Dataset entries
-------------------------
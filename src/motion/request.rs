//! Per-cycle step decisions and the motion source seam.

/// Direction of motor motion.
#[derive(Debug, Clone, Copy, PartialEq, Eq)]
#[cfg_attr(feature = "defmt", derive(defmt::Format))]
pub enum Direction {
    /// Clockwise (positive step count).
    Clockwise,
    /// Counter-clockwise (negative step count).
    CounterClockwise,
}

impl Direction {
    /// Get the sign multiplier.
    #[inline]
    pub fn sign(self) -> i32 {
        match self {
            Direction::Clockwise => 1,
            Direction::CounterClockwise => -1,
        }
    }

    /// Logical DIR pin level: high for positive steps.
    #[inline]
    pub fn pin_high(self) -> bool {
        self == Direction::Clockwise
    }
}

/// What the motion source wants for this cycle.
///
/// Consumed within the cycle that produced it; never stored.
#[derive(Debug, Clone, Copy, PartialEq, Eq, Default)]
#[cfg_attr(feature = "defmt", derive(defmt::Format))]
pub enum StepRequest {
    /// Step in the negative direction (-1).
    Negative,
    /// No step this cycle (0).
    #[default]
    Hold,
    /// Step in the positive direction (+1).
    Positive,
}

impl StepRequest {
    /// Map a signed decision onto a request. Any positive value steps
    /// forward, any negative value steps back.
    #[inline]
    pub fn from_sign(value: i32) -> Self {
        match value.signum() {
            1 => StepRequest::Positive,
            -1 => StepRequest::Negative,
            _ => StepRequest::Hold,
        }
    }

    /// Signed value in {-1, 0, +1}.
    #[inline]
    pub fn sign(self) -> i32 {
        match self {
            StepRequest::Negative => -1,
            StepRequest::Hold => 0,
            StepRequest::Positive => 1,
        }
    }

    /// Direction of the pulse, or `None` when no pulse is wanted.
    #[inline]
    pub fn direction(self) -> Option<Direction> {
        match self {
            StepRequest::Negative => Some(Direction::CounterClockwise),
            StepRequest::Hold => None,
            StepRequest::Positive => Some(Direction::Clockwise),
        }
    }
}

impl From<i32> for StepRequest {
    fn from(value: i32) -> Self {
        Self::from_sign(value)
    }
}

impl From<Direction> for StepRequest {
    fn from(direction: Direction) -> Self {
        match direction {
            Direction::Clockwise => StepRequest::Positive,
            Direction::CounterClockwise => StepRequest::Negative,
        }
    }
}

/// Target position and motion-profile state owned outside this crate.
///
/// Queried once each per cycle by [`MotionCycle`](super::MotionCycle).
pub trait MotionSource {
    /// True when the current position matches the commanded target.
    fn at_target(&self) -> bool;

    /// Whether to step this cycle, and which way.
    ///
    /// Only called when [`at_target`](Self::at_target) returned false.
    fn step_decision(&mut self) -> StepRequest;
}

impl<M: MotionSource + ?Sized> MotionSource for &mut M {
    fn at_target(&self) -> bool {
        (**self).at_target()
    }

    fn step_decision(&mut self) -> StepRequest {
        (**self).step_decision()
    }
}
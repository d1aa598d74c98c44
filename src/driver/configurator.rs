//! One-time register configuration.

use crate::config::{DriverConfig, DriverSettings};
use crate::error::{DriverError, Result};

use super::client::RegisterClient;

/// Brings a freshly connected driver into a known, motion-ready register state.
///
/// Writes go out in a fixed order and are never retried. The first link fault
/// aborts the sequence and is returned to the caller.
#[derive(Debug)]
pub struct DriverConfigurator<'a, C: RegisterClient> {
    client: &'a mut C,
}

impl<'a, C: RegisterClient> DriverConfigurator<'a, C> {
    /// Wrap a connected client.
    pub fn new(client: &'a mut C) -> Self {
        Self { client }
    }

    /// Run the startup sequence.
    ///
    /// 1. PDN_UART no longer powers the driver down
    /// 2. link init and chip defaults
    /// 3. current from registers, not VREF
    /// 4. external sense resistor
    /// 5. microstep resolution from MRES
    /// 6. StealthChop (SpreadCycle off) for predictable step timing
    /// 7. shaft inversion when `reverse_direction` is set
    pub fn configure(&mut self, config: &DriverConfig) -> Result<()> {
        write(self.client.pdn_disable(true), "pdn_disable")?;
        write(self.client.begin(), "begin")?;
        write(self.client.i_scale_analog(false), "I_scale_analog")?;
        write(self.client.internal_rsense(false), "internal_Rsense")?;
        write(self.client.mstep_reg_select(true), "mstep_reg_select")?;
        write(self.client.en_spread_cycle(false), "en_spreadCycle")?;

        if config.reverse_direction {
            write(self.client.shaft(true), "shaft")?;
        }

        Ok(())
    }

    /// Write the fields present in `settings`.
    ///
    /// Order: microsteps, TCOOLTHRS, SGTHRS, run current.
    pub fn apply_settings(&mut self, settings: &DriverSettings) -> Result<()> {
        if let Some(microsteps) = settings.microsteps {
            write(self.client.microsteps(microsteps), "microsteps")?;
        }

        if let Some(threshold) = settings.tcool_threshold {
            write(self.client.tcool_threshold(threshold), "TCOOLTHRS")?;
        }

        if let Some(threshold) = settings.stall_threshold {
            write(self.client.stall_threshold(threshold), "SGTHRS")?;
        }

        if let Some(current) = settings.current {
            write(self.client.rms_current(current), "rms_current")?;
        }

        Ok(())
    }
}

fn write<E: core::fmt::Debug>(
    result: core::result::Result<(), E>,
    operation: &'static str,
) -> Result<()> {
    result.map_err(|_e| {
        error!("register write {} failed", operation);
        DriverError::Link { operation }.into()
    })
}
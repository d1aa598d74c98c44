//! STEP/DIR pulse generation.

use embedded_hal::delay::DelayNs;
use embedded_hal::digital::{OutputPin, PinState};

use crate::error::{MotorError, Result};
use crate::motion::{Direction, StepRequest};

/// STEP high time. The TMC2209 latches edges far faster; this leaves margin
/// for slow GPIO expanders and level shifters.
pub const STEP_PULSE_WIDTH_US: u32 = 5;

/// Emits at most one step pulse per call.
#[derive(Debug)]
pub struct PulseEmitter<STEP, DIR>
where
    STEP: OutputPin,
    DIR: OutputPin,
{
    /// STEP pin (pulse to move one microstep).
    step_pin: STEP,

    /// DIR pin (high = positive).
    dir_pin: DIR,
}

impl<STEP, DIR> PulseEmitter<STEP, DIR>
where
    STEP: OutputPin,
    DIR: OutputPin,
{
    /// Wrap the STEP and DIR pins.
    pub fn new(step_pin: STEP, dir_pin: DIR) -> Self {
        Self { step_pin, dir_pin }
    }

    /// Drive STEP and DIR low once during device setup.
    pub fn init(&mut self) -> Result<()> {
        self.step_pin.set_low().map_err(|_| MotorError::PinError)?;
        self.dir_pin.set_low().map_err(|_| MotorError::PinError)?;
        Ok(())
    }

    /// Emit the pulse for `request`.
    ///
    /// `Hold` touches no pin and does not wait. Otherwise DIR is written
    /// before the rising edge and STEP stays high for
    /// [`STEP_PULSE_WIDTH_US`]. Returns the direction stepped.
    pub fn emit<D: DelayNs>(
        &mut self,
        request: StepRequest,
        delay: &mut D,
    ) -> Result<Option<Direction>> {
        let Some(direction) = request.direction() else {
            return Ok(None);
        };

        self.dir_pin
            .set_state(PinState::from(direction.pin_high()))
            .map_err(|_| MotorError::PinError)?;

        self.step_pin.set_high().map_err(|_| MotorError::PinError)?;
        delay.delay_us(STEP_PULSE_WIDTH_US);
        self.step_pin.set_low().map_err(|_| MotorError::PinError)?;

        trace!("step {}", direction.sign());
        Ok(Some(direction))
    }

    /// Give the pins back.
    pub fn release(self) -> (STEP, DIR) {
        (self.step_pin, self.dir_pin)
    }
}
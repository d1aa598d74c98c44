//! Shared fakes for integration tests.
//!
//! Pins, delay and register client all append to one ordered trace so tests
//! can check cross-device ordering (DIR before STEP, settle before pulse).

#![allow(dead_code)]

use std::cell::RefCell;
use std::rc::Rc;

use embedded_hal::delay::DelayNs;
use embedded_hal::digital::{self, ErrorKind, ErrorType, OutputPin};
use tmc2209_stepper::{Microsteps, Milliamps, MotionSource, Ohms, RegisterClient, StepRequest};

/// Which output a pin event belongs to.
#[derive(Debug, Clone, Copy, PartialEq, Eq)]
pub enum PinId {
    Step,
    Dir,
    Sleep,
}

/// One observable side effect.
#[derive(Debug, Clone, Copy, PartialEq, Eq)]
pub enum Event {
    Pin(PinId, bool),
    DelayUs(u32),
    Register(&'static str),
}

/// Ordered log shared by every fake.
#[derive(Debug, Clone, Default)]
pub struct Trace(Rc<RefCell<Vec<Event>>>);

impl Trace {
    pub fn new() -> Self {
        Self::default()
    }

    fn push(&self, event: Event) {
        self.0.borrow_mut().push(event);
    }

    /// Drain and return everything recorded so far.
    pub fn take(&self) -> Vec<Event> {
        std::mem::take(&mut *self.0.borrow_mut())
    }

    pub fn is_empty(&self) -> bool {
        self.0.borrow().is_empty()
    }

    pub fn pin(&self, id: PinId) -> TracePin {
        TracePin {
            id,
            trace: self.clone(),
            fail_high: false,
        }
    }

    /// Pin whose `set_high` fails without recording anything.
    pub fn failing_pin(&self, id: PinId) -> TracePin {
        TracePin {
            fail_high: true,
            ..self.pin(id)
        }
    }

    pub fn delay(&self) -> TraceDelay {
        TraceDelay(self.clone())
    }

    pub fn client(&self) -> TraceClient {
        TraceClient {
            trace: self.clone(),
            fail_on: None,
        }
    }

    /// Client that rejects the write named `operation` and records the
    /// writes before it.
    pub fn failing_client(&self, operation: &'static str) -> TraceClient {
        TraceClient {
            trace: self.clone(),
            fail_on: Some(operation),
        }
    }
}

/// GPIO fault raised by a failing pin.
#[derive(Debug, Clone, Copy, PartialEq, Eq)]
pub struct PinFault;

impl digital::Error for PinFault {
    fn kind(&self) -> ErrorKind {
        ErrorKind::Other
    }
}

pub struct TracePin {
    id: PinId,
    trace: Trace,
    fail_high: bool,
}

impl ErrorType for TracePin {
    type Error = PinFault;
}

impl OutputPin for TracePin {
    fn set_low(&mut self) -> Result<(), Self::Error> {
        self.trace.push(Event::Pin(self.id, false));
        Ok(())
    }

    fn set_high(&mut self) -> Result<(), Self::Error> {
        if self.fail_high {
            return Err(PinFault);
        }
        self.trace.push(Event::Pin(self.id, true));
        Ok(())
    }
}

pub struct TraceDelay(Trace);

impl DelayNs for TraceDelay {
    fn delay_ns(&mut self, ns: u32) {
        self.0.push(Event::DelayUs((ns + 999) / 1000));
    }

    fn delay_us(&mut self, us: u32) {
        self.0.push(Event::DelayUs(us));
    }
}

pub struct TraceClient {
    trace: Trace,
    fail_on: Option<&'static str>,
}

impl TraceClient {
    fn write(&mut self, name: &'static str) -> Result<(), ()> {
        if self.fail_on == Some(name) {
            return Err(());
        }
        self.trace.push(Event::Register(name));
        Ok(())
    }
}

impl RegisterClient for TraceClient {
    type Error = ();

    fn pdn_disable(&mut self, disable: bool) -> Result<(), ()> {
        assert!(disable);
        self.write("pdn_disable")
    }
    fn begin(&mut self) -> Result<(), ()> {
        self.write("begin")
    }
    fn i_scale_analog(&mut self, enable: bool) -> Result<(), ()> {
        assert!(!enable);
        self.write("I_scale_analog")
    }
    fn internal_rsense(&mut self, enable: bool) -> Result<(), ()> {
        assert!(!enable);
        self.write("internal_Rsense")
    }
    fn mstep_reg_select(&mut self, enable: bool) -> Result<(), ()> {
        assert!(enable);
        self.write("mstep_reg_select")
    }
    fn en_spread_cycle(&mut self, enable: bool) -> Result<(), ()> {
        assert!(!enable);
        self.write("en_spreadCycle")
    }
    fn shaft(&mut self, invert: bool) -> Result<(), ()> {
        assert!(invert);
        self.write("shaft")
    }
    fn microsteps(&mut self, _: Microsteps) -> Result<(), ()> {
        self.write("microsteps")
    }
    fn tcool_threshold(&mut self, _: u32) -> Result<(), ()> {
        self.write("TCOOLTHRS")
    }
    fn stall_threshold(&mut self, _: u8) -> Result<(), ()> {
        self.write("SGTHRS")
    }
    fn rms_current(&mut self, _: Milliamps) -> Result<(), ()> {
        self.write("rms_current")
    }
}

/// Connector closure that hands out a traced client.
pub fn connector(trace: &Trace) -> impl FnOnce(Ohms, u8) -> Option<TraceClient> {
    let client = trace.client();
    move |_, _| Some(client)
}

/// Motion source whose answers are set by the test before each cycle.
#[derive(Debug, Default)]
pub struct ScriptedSource {
    pub at_target: bool,
    pub decision: StepRequest,
    pub decisions_taken: u32,
}

impl ScriptedSource {
    pub fn set(&mut self, at_target: bool, decision: StepRequest) {
        self.at_target = at_target;
        self.decision = decision;
    }
}

impl MotionSource for ScriptedSource {
    fn at_target(&self) -> bool {
        self.at_target
    }

    fn step_decision(&mut self) -> StepRequest {
        self.decisions_taken += 1;
        self.decision
    }
}

/// The fixed startup register sequence, without shaft inversion.
pub const BASE_REGISTERS: [Event; 6] = [
    Event::Register("pdn_disable"),
    Event::Register("begin"),
    Event::Register("I_scale_analog"),
    Event::Register("internal_Rsense"),
    Event::Register("mstep_reg_select"),
    Event::Register("en_spreadCycle"),
];
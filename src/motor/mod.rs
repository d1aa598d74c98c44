//! Motor module for tmc2209-stepper.
//!
//! Provides the device instance, its builder, and the sleep and pulse stages.

mod builder;
mod driver;
mod power;
mod pulse;

pub use builder::Tmc2209Builder;
pub use driver::Tmc2209;
pub use power::{NoPin, PowerState, PowerStateController, Transition, WAKE_SETTLE_US};
pub use pulse::{PulseEmitter, STEP_PULSE_WIDTH_US};
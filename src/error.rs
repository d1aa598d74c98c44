//! Error types for tmc2209-stepper.
//!
//! Provides unified error handling across configuration, driver register
//! configuration, and per-cycle pin control.

use core::fmt;

/// Result type alias using the library's Error type.
pub type Result<T> = core::result::Result<T, Error>;

/// Unified error type for all tmc2209-stepper operations.
#[derive(Debug, Clone, PartialEq)]
#[cfg_attr(feature = "defmt", derive(defmt::Format))]
pub enum Error {
    /// Configuration parsing or validation error
    Config(ConfigError),
    /// Pin or device operation error
    Motor(MotorError),
    /// Register client error
    Driver(DriverError),
}

/// Configuration-related errors.
#[derive(Debug, Clone, PartialEq)]
#[cfg_attr(feature = "defmt", derive(defmt::Format))]
pub enum ConfigError {
    /// Failed to parse TOML configuration
    ParseError(heapless::String<128>),
    /// Invalid microstep value (0 for full step, or a power of 2 up to 256)
    InvalidMicrosteps(u16),
    /// Stepper name not found in configuration
    StepperNotFound(heapless::String<32>),
    /// Configuration declares no steppers
    NoSteppers,
    /// UART address outside the 0-3 range selectable by MS1/MS2
    InvalidUartAddress(u8),
    /// Sense resistor must be finite and > 0
    InvalidSenseResistor(f32),
    /// Run current must be > 0
    InvalidCurrent(u16),
    /// TCOOLTHRS is a 20-bit register
    InvalidTcoolThreshold(u32),
    /// A required builder field was not supplied
    MissingField(&'static str),
    /// File I/O error (std only)
    #[cfg(feature = "std")]
    IoError(heapless::String<128>),
}

/// Pin and device operation errors.
#[derive(Debug, Clone, Copy, PartialEq, Eq)]
#[cfg_attr(feature = "defmt", derive(defmt::Format))]
pub enum MotorError {
    /// Pin operation failed
    PinError,
}

/// Register client errors.
#[derive(Debug, Clone, Copy, PartialEq, Eq)]
#[cfg_attr(feature = "defmt", derive(defmt::Format))]
pub enum DriverError {
    /// The register client could not be constructed
    ConnectFailed,
    /// A register write was not accepted by the link
    Link {
        /// Register operation that failed
        operation: &'static str,
    },
}

impl fmt::Display for Error {
    fn fmt(&self, f: &mut fmt::Formatter<'_>) -> fmt::Result {
        match self {
            Error::Config(e) => write!(f, "Configuration error: {}", e),
            Error::Motor(e) => write!(f, "Motor error: {}", e),
            Error::Driver(e) => write!(f, "Driver error: {}", e),
        }
    }
}

impl fmt::Display for ConfigError {
    fn fmt(&self, f: &mut fmt::Formatter<'_>) -> fmt::Result {
        match self {
            ConfigError::ParseError(msg) => write!(f, "Parse error: {}", msg),
            ConfigError::InvalidMicrosteps(v) => {
                write!(
                    f,
                    "Invalid microsteps: {}. Use 0 (full step) or a power of 2 up to 256",
                    v
                )
            }
            ConfigError::StepperNotFound(name) => write!(f, "Stepper '{}' not found", name),
            ConfigError::NoSteppers => write!(f, "At least one stepper must be configured"),
            ConfigError::InvalidUartAddress(v) => {
                write!(f, "Invalid UART address: 0x{:02X}. Must be 0x00-0x03", v)
            }
            ConfigError::InvalidSenseResistor(v) => {
                write!(f, "Invalid sense resistor: {} ohm. Must be > 0", v)
            }
            ConfigError::InvalidCurrent(v) => write!(f, "Invalid current: {} mA. Must be > 0", v),
            ConfigError::InvalidTcoolThreshold(v) => {
                write!(f, "Invalid tcool threshold: {}. Must fit in 20 bits", v)
            }
            ConfigError::MissingField(field) => write!(f, "{} is required", field),
            #[cfg(feature = "std")]
            ConfigError::IoError(msg) => write!(f, "I/O error: {}", msg),
        }
    }
}

impl fmt::Display for MotorError {
    fn fmt(&self, f: &mut fmt::Formatter<'_>) -> fmt::Result {
        match self {
            MotorError::PinError => write!(f, "GPIO pin operation failed"),
        }
    }
}

impl fmt::Display for DriverError {
    fn fmt(&self, f: &mut fmt::Formatter<'_>) -> fmt::Result {
        match self {
            DriverError::ConnectFailed => write!(f, "Failed to create register client"),
            DriverError::Link { operation } => write!(f, "Register write '{}' failed", operation),
        }
    }
}

// Conversion impls
impl From<ConfigError> for Error {
    fn from(e: ConfigError) -> Self {
        Error::Config(e)
    }
}

impl From<MotorError> for Error {
    fn from(e: MotorError) -> Self {
        Error::Motor(e)
    }
}

impl From<DriverError> for Error {
    fn from(e: DriverError) -> Self {
        Error::Driver(e)
    }
}

#[cfg(feature = "std")]
impl std::error::Error for Error {}

#[cfg(feature = "std")]
impl std::error::Error for ConfigError {}

#[cfg(feature = "std")]
impl std::error::Error for MotorError {}

#[cfg(feature = "std")]
impl std::error::Error for DriverError {}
-------------------------
** Work to be completed **
What lines in the data above contain the word "super"? Show them all.

** Answer section **
/// Queried once each per cycle by [`MotionCycle`](super::MotionCycle).
use super::client::RegisterClient;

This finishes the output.